_Task item_.
Reproduce the data below line by line, from its first line to the line with "supplied yield answer.", both included, and nothing past that point.

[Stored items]
//! Yield-decision flow.
//!
//! When an attack lands on zone occupants, each damaged defender receives a
//! prompt asking whether to yield the slot or stay. Human and autonomous
//! defenders go through the same prompt structure; autonomous ones are
//! decided synchronously while the prompt is created, humans leave theirs
//! pending until the outer layer supplies an answer. The batch is complete
//! only when every prompt carries a decision, a structural check rather than a
//! counter.

use serde::{Deserialize, Serialize};
use thiserror::Error;

use crate::event::{EventKind, EventSeverity};
use crate::player::PlayerId;
use crate::rng::RngSuite;
use crate::state::GameState;
use crate::strategy::{Advisory, DecisionProvider, YieldChoice};
use crate::zone::ZoneSlot;

/// One defender's pending or settled yield question.
#[derive(Debug, Clone, PartialEq, Serialize, Deserialize)]
pub struct YieldPrompt {
    pub defender: PlayerId,
    pub attacker: PlayerId,
    pub slot: ZoneSlot,
    pub damage: i32,
    pub advisory: Advisory,
    #[serde(default, skip_serializing_if = "Option::is_none")]
    pub decision: Option<YieldChoice>,
}

/// All prompts spawned by one attack.
#[derive(Debug, Clone, PartialEq, Serialize, Deserialize)]
pub struct YieldBatch {
    pub attacker: PlayerId,
    pub turn_cycle_id: u64,
    pub prompts: Vec<YieldPrompt>,
}

impl YieldBatch {
    /// Complete iff every prompt has a decision recorded.
    #[must_use]
    pub fn is_complete(&self) -> bool {
        self.prompts.iter().all(|p| p.decision.is_some())
    }

    /// Defenders still owing an answer.
    #[must_use]
    pub fn undecided(&self) -> Vec<PlayerId> {
        self.prompts
            .iter()
            .filter(|p| p.decision.is_none())
            .map(|p| p.defender)
            .collect()
    }

    /// Defenders whose prompts are already settled.
    #[must_use]
    pub fn decided(&self) -> Vec<PlayerId> {
        self.prompts
            .iter()
            .filter(|p| p.decision.is_some())
            .map(|p| p.defender)
            .collect()
    }

    #[must_use]
    pub fn prompt_for(&self, defender: PlayerId) -> Option<&YieldPrompt> {
        self.prompts.iter().find(|p| p.defender == defender)
    }
}

/// Rejections for an externally supplied yield answer.
#[derive(Debug, Error, PartialEq, Eq)]
pub enum YieldError {
    #[error("no yield batch is active")]
    NoActiveBatch,
    #[error("player {player:?} has no prompt in the active batch")]
    NoPromptForPlayer { player: PlayerId },
    #[error("player {player:?} already answered this prompt")]
    AlreadyDecided { player: PlayerId },
}

/// Create prompts for every living zone occupant hit by the attack, resolve
/// the autonomous ones synchronously, and install the batch on the state.
/// Returns the number of prompts created; zero means no batch was installed
/// and the caller proceeds straight to zone entry.
pub fn begin_yield_flow(
    state: &mut GameState,
    provider: &dyn DecisionProvider,
    rng: &RngSuite,
    attacker: PlayerId,
    damage: i32,
) -> usize {
    let secondary_allowed = state.secondary_slot_allowed();
    let defenders: Vec<(ZoneSlot, PlayerId)> = state
        .zone
        .occupied_slots(secondary_allowed)
        .into_iter()
        .filter(|(_, id)| *id != attacker)
        .filter(|(_, id)| state.roster.get(*id).is_some_and(|p| p.alive))
        .collect();
    if defenders.is_empty() {
        return 0;
    }

    let turn = state.turn.turn_cycle_id;
    let mut prompts = Vec::with_capacity(defenders.len());
    for (index, (slot, defender)) in defenders.iter().enumerate() {
        let mut advisory = provider.evaluate_yield_advisory(state, *defender, damage, *slot);
        // The engine, not the provider, owns seed tagging.
        advisory.seed = rng.decision_seed("yield", turn, index as u32, *defender);
        prompts.push(YieldPrompt {
            defender: *defender,
            attacker,
            slot: *slot,
            damage,
            advisory,
            decision: None,
        });
    }
    state.push_event(
        EventKind::YieldPromptsCreated,
        EventSeverity::Info,
        serde_json::json!({
            "attacker": attacker.0,
            "defenders": prompts.iter().map(|p| p.defender.0).collect::<Vec<_>>(),
        }),
    );

    for (index, prompt) in prompts.iter_mut().enumerate() {
        let autonomous = state
            .roster
            .get(prompt.defender)
            .is_some_and(|p| p.autonomous);
        if !autonomous {
            continue;
        }
        let mut decision_rng = rng.decision_rng("yield", turn, index as u32, prompt.defender);
        let choice = provider.evaluate_yield_decision(
            state,
            prompt.defender,
            damage,
            prompt.slot,
            Some(&mut decision_rng),
        );
        prompt.decision = Some(choice);
    }
    for prompt in &prompts {
        if let Some(choice) = prompt.decision {
            apply_choice(state, prompt.defender, choice);
        }
    }

    let batch = YieldBatch {
        attacker,
        turn_cycle_id: turn,
        prompts,
    };
    let count = batch.prompts.len();
    emit_flow_status(state, &batch);
    state.yield_batch = Some(batch);
    count
}

/// Record a human defender's answer on the active batch. Returns true when
/// the batch is complete afterwards.
///
/// # Errors
///
/// Rejects answers with no active batch, from players without a prompt, and
/// repeats of an already-settled prompt.
pub fn resolve_prompt(
    state: &mut GameState,
    defender: PlayerId,
    choice: YieldChoice,
) -> Result<bool, YieldError> {
    let Some(mut batch) = state.yield_batch.take() else {
        return Err(YieldError::NoActiveBatch);
    };
    let Some(prompt) = batch.prompts.iter_mut().find(|p| p.defender == defender) else {
        state.yield_batch = Some(batch);
        return Err(YieldError::NoPromptForPlayer { player: defender });
    };
    if prompt.decision.is_some() {
        state.yield_batch = Some(batch);
        return Err(YieldError::AlreadyDecided { player: defender });
    }
    prompt.decision = Some(choice);
    apply_choice(state, defender, choice);
    let complete = batch.is_complete();
    emit_flow_status(state, &batch);
    state.yield_batch = Some(batch);
    Ok(complete)
}

fn apply_choice(state: &mut GameState, defender: PlayerId, choice: YieldChoice) {
    state.push_event(
        EventKind::YieldDecisionRecorded,
        EventSeverity::Info,
        serde_json::json!({ "defender": defender.0, "choice": choice }),
    );
    if choice == YieldChoice::Yield
        && let Some(slot) = state.zone.vacate(defender)
    {
        state.push_event(
            EventKind::ZoneVacated,
            EventSeverity::Info,
            serde_json::json!({ "player": defender.0, "slot": slot }),
        );
    }
}

fn emit_flow_status(state: &mut GameState, batch: &YieldBatch) {
    if batch.is_complete() {
        state.push_event(
            EventKind::YieldFlowComplete,
            EventSeverity::Info,
            serde_json::json!({ "attacker": batch.attacker.0 }),
        );
    } else {
        state.push_event(
            EventKind::YieldFlowPartial,
            EventSeverity::Info,
            serde_json::json!({
                "attacker": batch.attacker.0,
                "resolved": batch.decided().iter().map(|id| id.0).collect::<Vec<_>>(),
                "pending": batch.undecided().iter().map(|id| id.0).collect::<Vec<_>>(),
            }),
        );
    }
}

#[cfg(test)]
mod tests {
    use super::*;
    use crate::config::{DeterminismMode, GameConfig, SeatConfig};
    use crate::strategy::ScriptedProvider;

    fn seeded_suite() -> RngSuite {
        RngSuite::new(DeterminismMode::Seeded(0xC0FFEE))
    }

    fn state_with_occupant(human_defender: bool) -> GameState {
        let defender = if human_defender {
            SeatConfig::human("Defender")
        } else {
            SeatConfig::cpu("Defender")
        };
        let mut state = GameState::new(GameConfig::new(vec![
            SeatConfig::cpu("Attacker"),
            defender,
            SeatConfig::cpu("Bystander"),
        ]));
        state.zone.enter(ZoneSlot::Primary, PlayerId(1));
        state
    }

    #[test]
    fn autonomous_defender_resolves_synchronously() {
        let mut state = state_with_occupant(false);
        let mut provider = ScriptedProvider::new();
        provider.set_yield(PlayerId(1), YieldChoice::Yield);
        let count = begin_yield_flow(&mut state, &provider, &seeded_suite(), PlayerId(0), 3);
        assert_eq!(count, 1);
        assert!(!state.yield_pending());
        assert!(state.zone.is_empty());
    }

    #[test]
    fn human_prompt_stays_pending_until_answered() {
        let mut state = state_with_occupant(true);
        let provider = ScriptedProvider::new();
        let count = begin_yield_flow(&mut state, &provider, &seeded_suite(), PlayerId(0), 2);
        assert_eq!(count, 1);
        assert!(state.yield_pending());

        let complete = resolve_prompt(&mut state, PlayerId(1), YieldChoice::Stay).expect("answer");
        assert!(complete);
        assert!(!state.yield_pending());
        assert_eq!(state.zone.primary, Some(PlayerId(1)));
    }

    #[test]
    fn repeated_answer_is_rejected() {
        let mut state = state_with_occupant(true);
        let provider = ScriptedProvider::new();
        begin_yield_flow(&mut state, &provider, &seeded_suite(), PlayerId(0), 2);
        resolve_prompt(&mut state, PlayerId(1), YieldChoice::Yield).expect("first answer");
        assert_eq!(
            resolve_prompt(&mut state, PlayerId(1), YieldChoice::Stay),
            Err(YieldError::AlreadyDecided { player: PlayerId(1) })
        );
    }

    #[test]
    fn answer_without_prompt_is_rejected() {
        let mut state = state_with_occupant(true);
        let provider = ScriptedProvider::new();
        begin_yield_flow(&mut state, &provider, &seeded_suite(), PlayerId(0), 2);
        assert_eq!(
            resolve_prompt(&mut state, PlayerId(2), YieldChoice::Yield),
            Err(YieldError::NoPromptForPlayer { player: PlayerId(2) })
        );
    }

    #[test]
    fn empty_zone_creates_no_batch() {
        let mut state = GameState::new(GameConfig::new(vec![
            SeatConfig::cpu("A"),
            SeatConfig::cpu("B"),
        ]));
        let provider = ScriptedProvider::new();
        let count = begin_yield_flow(&mut state, &provider, &seeded_suite(), PlayerId(0), 1);
        assert_eq!(count, 0);
        assert!(state.yield_batch.is_none());
    }

    #[test]
    fn partial_flow_event_lists_resolved_and_pending_defenders() {
        let mut state = GameState::new(GameConfig::new(vec![
            SeatConfig::cpu("Attacker"),
            SeatConfig::human("Holder"),
            SeatConfig::cpu("Lurker"),
            SeatConfig::cpu("D"),
            SeatConfig::cpu("E"),
        ]));
        state.zone.enter(ZoneSlot::Primary, PlayerId(1));
        state.zone.enter(ZoneSlot::Secondary, PlayerId(2));
        let mut provider = ScriptedProvider::new();
        provider.set_yield(PlayerId(2), YieldChoice::Stay);
        begin_yield_flow(&mut state, &provider, &seeded_suite(), PlayerId(0), 2);

        let partial = state
            .events()
            .iter()
            .find(|e| e.kind == crate::event::EventKind::YieldFlowPartial)
            .expect("partial event");
        assert_eq!(partial.payload["resolved"], serde_json::json!([2]));
        assert_eq!(partial.payload["pending"], serde_json::json!([1]));
    }

    #[test]
    fn seeded_mode_tags_prompt_advisories() {
        let mut state = state_with_occupant(true);
        let provider = ScriptedProvider::new();
        begin_yield_flow(&mut state, &provider, &seeded_suite(), PlayerId(0), 2);
        let batch = state.yield_batch.as_ref().expect("batch");
        assert!(batch.prompt_for(PlayerId(1)).expect("prompt").advisory.seed.is_some());
    }
}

_Answer to the problem_.
//! Yield-decision flow.
//!
//! When an attack lands on zone occupants, each damaged defender receives a
//! prompt asking whether to yield the slot or stay. Human and autonomous
//! defenders go through the same prompt structure; autonomous ones are
//! decided synchronously while the prompt is created, humans leave theirs
//! pending until the outer layer supplies an answer. The batch is complete
//! only when every prompt carries a decision, a structural check rather than a
//! counter.

use serde::{Deserialize, Serialize};
use thiserror::Error;

use crate::event::{EventKind, EventSeverity};
use crate::player::PlayerId;
use crate::rng::RngSuite;
use crate::state::GameState;
use crate::strategy::{Advisory, DecisionProvider, YieldChoice};
use crate::zone::ZoneSlot;

/// One defender's pending or settled yield question.
#[derive(Debug, Clone, PartialEq, Serialize, Deserialize)]
pub struct YieldPrompt {
    pub defender: PlayerId,
    pub attacker: PlayerId,
    pub slot: ZoneSlot,
    pub damage: i32,
    pub advisory: Advisory,
    #[serde(default, skip_serializing_if = "Option::is_none")]
    pub decision: Option<YieldChoice>,
}

/// All prompts spawned by one attack.
#[derive(Debug, Clone, PartialEq, Serialize, Deserialize)]
pub struct YieldBatch {
    pub attacker: PlayerId,
    pub turn_cycle_id: u64,
    pub prompts: Vec<YieldPrompt>,
}

impl YieldBatch {
    /// Complete iff every prompt has a decision recorded.
    #[must_use]
    pub fn is_complete(&self) -> bool {
        self.prompts.iter().all(|p| p.decision.is_some())
    }

    /// Defenders still owing an answer.
    #[must_use]
    pub fn undecided(&self) -> Vec<PlayerId> {
        self.prompts
            .iter()
            .filter(|p| p.decision.is_none())
            .map(|p| p.defender)
            .collect()
    }

    /// Defenders whose prompts are already settled.
    #[must_use]
    pub fn decided(&self) -> Vec<PlayerId> {
        self.prompts
            .iter()
            .filter(|p| p.decision.is_some())
            .map(|p| p.defender)
            .collect()
    }

    #[must_use]
    pub fn prompt_for(&self, defender: PlayerId) -> Option<&YieldPrompt> {
        self.prompts.iter().find(|p| p.defender == defender)
    }
}

/// Rejections for an externally supplied yield answer.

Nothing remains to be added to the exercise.